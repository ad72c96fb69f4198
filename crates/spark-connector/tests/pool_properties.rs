mod support;

use std::collections::BTreeSet;
use std::sync::Arc;

use proptest::prelude::*;
use spark_connector::{ConnectionPool, SystemClock};
use spark_transport::Channel;
use support::{MockChannel, address};

#[derive(Clone, Debug)]
enum Op {
    Add(usize),
    Remove(usize),
    Close(usize),
}

fn op() -> impl Strategy<Value = Op> {
    prop_oneof![
        (0usize..6).prop_map(Op::Add),
        (0usize..6).prop_map(Op::Remove),
        (0usize..6).prop_map(Op::Close),
    ]
}

proptest! {
    #[test]
    fn membership_matches_shadow_set(ops in proptest::collection::vec(op(), 0..64)) {
        let pool = ConnectionPool::new(address(7100), Arc::new(SystemClock));
        let channels: Vec<_> = (0..6).map(|_| MockChannel::new(address(7100))).collect();
        let mut shadow = BTreeSet::new();

        for op in ops {
            match op {
                Op::Add(i) => {
                    let added = pool.add(channels[i].as_channel());
                    let fresh = channels[i].is_active() && shadow.insert(i);
                    // 已关闭的通道会被接纳后立即移除。
                    if channels[i].is_active() {
                        prop_assert_eq!(added, fresh);
                    }
                }
                Op::Remove(i) => {
                    let removed = pool.remove(&channels[i].as_channel());
                    prop_assert_eq!(removed, shadow.remove(&i));
                }
                Op::Close(i) => {
                    channels[i].close();
                    shadow.remove(&i);
                }
            }

            prop_assert_eq!(pool.size(), shadow.len());
            let ids: BTreeSet<_> = pool.channels().iter().map(|c| c.id()).collect();
            prop_assert_eq!(ids.len(), pool.size(), "不得出现重复成员");
            prop_assert_eq!(pool.is_available(), !shadow.is_empty());
        }
    }
}
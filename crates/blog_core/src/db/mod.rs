//! SQLite storage bootstrap for the blog post table.
//!
//! # Responsibility
//! - Open and configure SQLite connections for the blog service.
//! - Apply schema migrations before any post is read or written.
//!
//! # Invariants
//! - Migration version is tracked via `PRAGMA user_version`.
//! - A database written by a newer binary is refused, never downgraded.

use std::error::Error;
use std::fmt::{Display, Formatter};

pub mod migrations;
mod open;

pub use open::{open_db, open_db_in_memory};

pub type DbResult<T> = Result<T, DbError>;

/// Storage bootstrap failure.
#[derive(Debug)]
pub enum DbError {
    Sqlite(rusqlite::Error),
    UnsupportedSchemaVersion {
        db_version: u32,
        latest_supported: u32,
    },
}

impl Display for DbError {
    fn fmt(&self, f: &mut Formatter<'_>) -> std::fmt::Result {
        match self {
            Self::Sqlite(err) => write!(f, "sqlite error: {err}"),
            Self::UnsupportedSchemaVersion {
                db_version,
                latest_supported,
            } => write!(
                f,
                "posts schema version {db_version} is newer than supported {latest_supported}"
            ),
        }
    }
}

impl Error for DbError {
    fn source(&self) -> Option<&(dyn Error + 'static)> {
        match self {
            Self::Sqlite(err) => Some(err),
            Self::UnsupportedSchemaVersion { .. } => None,
        }
    }
}

impl From<rusqlite::Error> for DbError {
    fn from(value: rusqlite::Error) -> Self {
        Self::Sqlite(value)
    }
}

------------------------

Exercise prompt — Exactly the lines between the one containing "pub mod migrations;" and the end of the material, both ends included, must be retyped, with nothing added.

Response —
pub mod migrations;
mod open;

pub use open::{open_db, open_db_in_memory};

pub type DbResult<T> = Result<T, DbError>;

/// Storage bootstrap failure.
#[derive(Debug)]
pub enum DbError {
    Sqlite(rusqlite::Error),
    UnsupportedSchemaVersion {
        db_version: u32,
        latest_supported: u32,
    },
}

impl Display for DbError {
    fn fmt(&self, f: &mut Formatter<'_>) -> std::fmt::Result {
        match self {
            Self::Sqlite(err) => write!(f, "sqlite error: {err}"),
            Self::UnsupportedSchemaVersion {
                db_version,
                latest_supported,
            } => write!(
                f,
                "posts schema version {db_version} is newer than supported {latest_supported}"
            ),
        }
    }
}

impl Error for DbError {
    fn source(&self) -> Option<&(dyn Error + 'static)> {
        match self {
            Self::Sqlite(err) => Some(err),
            Self::UnsupportedSchemaVersion { .. } => None,
        }
    }
}

impl From<rusqlite::Error> for DbError {
    fn from(value: rusqlite::Error) -> Self {
        Self::Sqlite(value)
    }
}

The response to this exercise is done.